Complex tools with many parameters or behaviors need more documentation. Simple tools need less. This dimension scales expectations accordingly.

Parameters3/5

Does the description clarify parameter syntax, constraints, interactions, or defaults beyond what the schema provides?

The input schema has 100% description coverage, with all three parameters clearly documented in the schema itself. The description doesn't add any additional parameter context beyond what's already in the schema, so it meets the baseline expectation but doesn't provide extra value.

Input schemas describe structure but not intent. Descriptions should explain non-obvious parameter relationships and valid value ranges.

Purpose4/5

Does the description clearly state what the tool does and how it differs from similar tools?

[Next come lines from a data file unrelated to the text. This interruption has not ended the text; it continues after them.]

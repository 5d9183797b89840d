//! Selection arguments are validated.
//!
//! Negative starts or lengths raise `ArgumentOutOfRange` and leave the
//! selection untouched; values past the end are clamped to the text.

use super::{editable_types, host_error, new_window, pump, CaseContext};
use edit_controls::{ElementId, TextEditableType, Window};
use edit_harness::{
    Combination, CombinatorialCase, Dimension, FailurePolicy, Host, StepQueue, TestLog,
    TestResult,
};

pub const NAME: &str = "selection-args";

pub struct SelectionArgsCase {
    log: TestLog,
    policy: FailurePolicy,
    window: Window,
    control: ElementId,

    kind: TextEditableType,
    text: String,
    start: i64,
    length: i64,
}

impl SelectionArgsCase {
    pub fn new(ctx: &CaseContext) -> TestResult<Self> {
        Ok(Self {
            log: ctx.new_log(NAME),
            policy: ctx.policy_or(FailurePolicy::CollectAll),
            window: new_window()?,
            control: 0,
            kind: TextEditableType::TextBox,
            text: String::new(),
            start: 0,
            length: 0,
        })
    }

    /// Caret placement is validated the same way as the selection.
    fn check_caret(case: &mut Self, _queue: &mut StepQueue<Self>) -> TestResult<()> {
        let start = case.start;
        let result = case
            .window
            .control_mut(case.control)
            .map_err(host_error)?
            .set_caret_index(start);
        if start < 0 {
            case.log.expect_err(
                result,
                |e| e.is_argument_out_of_range(),
                "Negative caret index is rejected",
            )
        } else {
            result.map_err(host_error)
        }
    }

    fn selection(&self) -> TestResult<(usize, usize)> {
        let control = self.window.control(self.control).map_err(host_error)?;
        Ok((control.selection_start(), control.selection_length()))
    }
}

impl Host for SelectionArgsCase {
    fn do_events(&mut self) -> TestResult<()> {
        pump(&mut self.window)
    }
}

impl CombinatorialCase for SelectionArgsCase {
    fn name(&self) -> &str {
        NAME
    }

    fn dimensions(&self) -> TestResult<Vec<Dimension>> {
        Ok(vec![
            editable_types()?,
            Dimension::new("Text", ["", "Hello world"])?,
            Dimension::new("Start", [-1, 0, 3, 100])?,
            Dimension::new("Length", [-1, 0, 2, 100])?,
        ])
    }

    fn read_combination(&mut self, combination: &Combination) -> TestResult<bool> {
        self.kind = combination.parse("EditableType")?;
        self.text = combination.get_str("Text")?.to_string();
        self.start = combination.get_int("Start")?;
        self.length = combination.get_int("Length")?;
        Ok(true)
    }

    fn start_combination(&mut self, queue: &mut StepQueue<Self>) -> TestResult<()> {
        let mut control = self.kind.create_instance();
        control.set_text(&self.text);
        // A known selection to check untouched after a rejected call.
        control.select_all();

        self.window.clear();
        self.control = self.window.add_control(control, 3);

        queue.queue_step(|case: &mut Self, queue| {
            let before = case.selection()?;
            let (start, length) = (case.start, case.length);
            let result = case
                .window
                .control_mut(case.control)
                .map_err(host_error)?
                .select(start, length);

            if start < 0 || length < 0 {
                case.log.expect_err(
                    result,
                    |e| e.is_argument_out_of_range(),
                    &format!("Select({}, {}) is rejected", start, length),
                )?;
                queue.queue_step(move |case: &mut Self, queue| {
                    let after = case.selection()?;
                    case.log
                        .verify_eq(before, after, "Rejected Select leaves the selection", true)?;
                    queue.queue_step(Self::check_caret);
                    Ok(())
                });
            } else {
                result.map_err(host_error)?;
                queue.queue_step(|case: &mut Self, queue| {
                    let len = case.text.chars().count();
                    let start = usize::try_from(case.start).unwrap_or(0).min(len);
                    let length = usize::try_from(case.length).unwrap_or(0).min(len - start);
                    let after = case.selection()?;
                    case.log
                        .verify_eq((start, length), after, "Select clamps to the text", true)?;
                    queue.queue_step(Self::check_caret);
                    Ok(())
                });
            }
            Ok(())
        });

        Ok(())
    }

    fn log(&mut self) -> &mut TestLog {
        &mut self.log
    }

    fn failure_policy(&self) -> FailurePolicy {
        self.policy
    }
}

The description clearly states the action ('Create') and resource ('new Twitter list'), making the purpose immediately understandable. However, it doesn't differentiate this tool from sibling tools like 'getUserLists' or 'addUserToList', which would require more specific context about what makes this creation tool unique.

Agents choose between tools based on descriptions. A clear purpose with a specific verb and resource helps agents select the right tool.

Usage Guidelines2/5

Does the description explain when to use this tool, when not to, or what alternatives exist?

The description provides no guidance on when to use this tool versus alternatives. There's no mention of prerequisites (like authentication), when this should be used instead of other list-related tools, or any constraints on usage. The agent receives no contextual direction.

Agents often have multiple tools that could apply. Explicit usage guidance like "use X instead of Y when Z" prevents misuse.